An international crowd of senior tax and transfer pricing specialists gathered at the Waldorf Hilton in London on Tuesday and Wednesday for the 17th annual Global Transfer Pricing Forum.
The OECD’s BEPS project unsurprisingly featured heavily throughout the two days of the forum. Although many praised the project for giving more clarity and uniformity, differences in implementation across countries were still a big worry for many, as well as the potential increase in disputes arising from the initiative. With filing deadlines looming, many participants said country-by-country reporting (CbCR) and some parts of the master file were the most pressing aspects of the BEPS project at the moment.
An audience poll, conducted with Slido as part of the CbCR panel, showed that 8% of attendees have yet to get started on the CbCR process, while 14% have only recently begun to organise themselves. Panellists urged everyone to start the process as soon as possible. "I was surprised how ill-prepared some companies appear to be," said Chris Lenon, founder of Green Tax.
A second audience poll showed that 47% considered the preparation for the CbC report to be intensive in terms of resources involved, out of which 28% deemed it highly intensive.
“CbCR is a concrete fact at the moment, unlike many other of the BEPS actions, and you have to make very real decisions about what goes in the report. We are seeing a stream of interpretative questions about definitions of revenue, accrued tax and tax paid,” a panel participant said.
However, some thought the challenges surrounding Action 13 were a little exaggerated. Camilla Kiss, tax and TP manager at Aker Solutions, said she did not find Action 13 to be that extensive. “I feel tax advisers were blowing it a bit out of proportion. We didn’t need a lot of guidance from advisers to finish this. We’ve spent time on analysing revenue definitions, shared capital definitions, accrued taxes and made sure we have the right accounts in place,” Kiss told TP Week.
ICAP could increase tax certainty
Forum participants identified the international compliance assurance programme (ICAP) as an emerging trend that could increase tax certainty for taxpayers. The programme, which is being piloted by tax authorities in a few countries such as Italy, UK, US and the Netherlands, is intended to increase coordination around risk assessments for multinationals and minimise cross-border disputes. This could help tax authorities understand where risks are and provide more certainty, but the programme is still in a very early stage. Through discussions with taxpayers and working with other tax authorities to assess companies’ tax risk, the programme aims to prevent disputes.
One taxpayer had been contacted by a Southern European tax authority about entering the programme, and shared the experience with the audience. “You discuss your transfer pricing with the tax authorities, and end up with a risk assessment and an action plan. Then you decide whether you want to comply with. It is sort of a certificate of being a low tax risk, which means your audits will drop off. We’re hoping it will make discussions more efficient,” the panellist said.

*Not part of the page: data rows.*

//! Shared fixtures: a migrated SQLite database in a temp dir, the real
//! service stack over it, and a cookie-carrying HTTP client for the router.

#![allow(dead_code)]

use std::sync::Arc;

use axum::{
    body::Body,
    http::{header, Request, StatusCode},
    Router,
};
use serde_json::Value;
use tempfile::TempDir;
use tower::ServiceExt;

use chia_directory::api::{create_router, AppState};
use chia_directory::config::Config;
use chia_directory::domain::Registration;
use chia_directory::infra::Database;
use chia_directory::services::{ServiceContainer, Services};

/// A fresh database. The directory lives as long as this value.
pub struct TestDb {
    pub database: Arc<Database>,
    pub config: Config,
    _dir: TempDir,
}

pub async fn test_db() -> TestDb {
    let dir = tempfile::tempdir().expect("temp dir");
    let config = Config {
        database_url: format!(
            "sqlite://{}?mode=rwc",
            dir.path().join("directory.db").display()
        ),
        db_max_connections: 4,
        ..Config::default()
    };
    let database = Database::connect(&config).await.expect("migrated database");

    TestDb {
        database: Arc::new(database),
        config,
        _dir: dir,
    }
}

impl TestDb {
    pub fn services(&self) -> Arc<dyn ServiceContainer> {
        Arc::new(Services::from_connection(
            self.database.get_connection(),
            &self.config,
        ))
    }

    pub async fn router(&self) -> Router {
        let state = AppState::from_config(self.database.clone(), None, &self.config)
            .await
            .expect("app state");
        create_router(state)
    }
}

pub fn explorer_registration(username: &str, email: &str, preference: &str) -> Registration {
    Registration {
        username: username.into(),
        email: email.into(),
        password: "secreto".into(),
        role: "Explorador".into(),
        first_name: "Ana".into(),
        first_surname: "Ruiz".into(),
        phone: "3001234567".into(),
        preference: preference.into(),
        ..Default::default()
    }
}

pub fn entrepreneur_registration(username: &str, email: &str, business: &str, nit: &str) -> Registration {
    Registration {
        username: username.into(),
        email: email.into(),
        password: "secreto".into(),
        role: "Emprendedor".into(),
        owner_first_name: "Luis".into(),
        owner_first_surname: "Pardo".into(),
        business_name: business.into(),
        tax_id: nit.into(),
        category: "Comida".into(),
        location: "Calle 10".into(),
        zone: "Norte".into(),
        ..Default::default()
    }
}

// =============================================================================
// HTTP client
// =============================================================================

pub struct TestResponse {
    pub status: StatusCode,
    pub location: Option<String>,
    pub body: Value,
}

impl TestResponse {
    /// Messages of the flashes rendered with this page.
    pub fn flashes(&self) -> Vec<String> {
        self.body["flashes"]
            .as_array()
            .map(|flashes| {
                flashes
                    .iter()
                    .filter_map(|f| f["message"].as_str().map(String::from))
                    .collect()
            })
            .unwrap_or_default()
    }
}

/// Drives the router like a browser, carrying the session cookie along.
pub struct Client {
    router: Router,
    cookie: Option<String>,
}

impl Client {
    pub fn new(router: Router) -> Self {
        Self {
            router,
            cookie: None,
        }
    }

    pub fn has_session(&self) -> bool {
        self.cookie.is_some()
    }

    /// The `name=value` pair of the session cookie currently held.
    pub fn cookie(&self) -> Option<String> {
        self.cookie.clone()
    }

    /// Present `cookie` on the next requests instead of the held one.
    pub fn set_cookie(&mut self, cookie: Option<String>) {
        self.cookie = cookie;
    }

    pub async fn get(&mut self, path: &str) -> TestResponse {
        let request = self.request("GET", path).body(Body::empty()).unwrap();
        self.send(request).await
    }

    pub async fn post_form(&mut self, path: &str, fields: &[(&str, &str)]) -> TestResponse {
        let request = self
            .request("POST", path)
            .header(header::CONTENT_TYPE, "application/x-www-form-urlencoded")
            .body(Body::from(encode_form(fields)))
            .unwrap();
        self.send(request).await
    }

    pub async fn login(&mut self, identifier: &str, password: &str) -> TestResponse {
        self.post_form("/login", &[("identifier", identifier), ("password", password)])
            .await
    }

    fn request(&self, method: &str, path: &str) -> axum::http::request::Builder {
        let builder = Request::builder().method(method).uri(path);
        match &self.cookie {
            Some(cookie) => builder.header(header::COOKIE, cookie),
            None => builder,
        }
    }

    async fn send(&mut self, request: Request<Body>) -> TestResponse {
        let response = self.router.clone().oneshot(request).await.unwrap();

        if let Some(set_cookie) = response.headers().get(header::SET_COOKIE) {
            let pair = set_cookie
                .to_str()
                .unwrap()
                .split(';')
                .next()
                .unwrap()
                .to_string();
            let cleared = pair.ends_with('=');
            self.cookie = if cleared { None } else { Some(pair) };
        }

        let status = response.status();
        let location = response
            .headers()
            .get(header::LOCATION)
            .map(|v| v.to_str().unwrap().to_string());
        let bytes = axum::body::to_bytes(response.into_body(), usize::MAX)
            .await
            .unwrap();
        let body = serde_json::from_slice(&bytes).unwrap_or(Value::Null);

        TestResponse {
            status,
            location,
            body,
        }
    }
}

fn encode_form(fields: &[(&str, &str)]) -> String {
    fields
        .iter()
        .map(|(key, value)| format!("{}={}", encode(key), encode(value)))
        .collect::<Vec<_>>()
        .join("&")
}

fn encode(raw: &str) -> String {
    raw.bytes()
        .map(|b| match b {
            b'A'..=b'Z' | b'a'..=b'z' | b'0'..=b'9' | b'-' | b'_' | b'.' | b'~' => {
                (b as char).to_string()
            }
            b' ' => "+".to_string(),
            other => format!("%{:02X}", other),
        })
        .collect()
}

A UK multinational wondered if participation in the ICAP programme was by invitation only, but was advised to not ask HMRC about it just yet as the pilot programme and its benefits were still being assessed.
On the note of tax certainty, many participants said the days of the unilateral advance pricing agreement (APA) were over, and expected bilateral and multilateral APAs to become more important going forward.
The equalisation tax came up in several different panels as a potentially worrying development in the EU. France, backed by Germany, Italy and Spain, recently proposed to tax digital multinationals in Europe, such as Google and Amazon, on their revenues rather than profits.
But forum participants were sceptical about the proposal, with 76% saying they felt negatively about it and 10% holding a neutral position. Also, 72% did not think it was likely to materialise in Europe. One panellist said a definition of the digital economy was needed before further action could be taken.
Discussions over IP regimes also featured strongly in the forum. A presentation by international professional services firm Aptis Global, which recently launched its European branch, delved into the details of European IP ecosystems. Managing principal and founder Kathrine Kimball and Sophie Stas, principal and founding member, outlined some of Europe’s most critical IP regimes including those in Luxembourg, Ireland, Belgium and the Netherlands.
More OECD toolkits planned
The forum also featured Jefferson VanderWolk, the head of the tax treaty, transfer pricing and financial transactions division at the OECD’s Centre for Tax Policy and Administration, as a keynote speaker on Tuesday. Attendees were excited to hear that the OECD, UN, World Bank and IMF are planning a new toolkit for developing countries. The new toolkit will discuss transfer pricing documentation and the aim is to put a discussion draft out by the end of 2017.
VanderWolk also announced the publication of another toolkit next year, which will deal with risk assessment. While the toolkits will be aimed at tax administrations rather than taxpayers, they should still be useful for taxpayers looking to anticipate tax authorities’ interpretations of the guidelines.
TP Week would like to thank all attendees, panel participants and sponsors Aptis Global, Fenwick & West, Grant Thornton, Innovate Tax and Valente Associati GEB Partners, for making this a memorable event.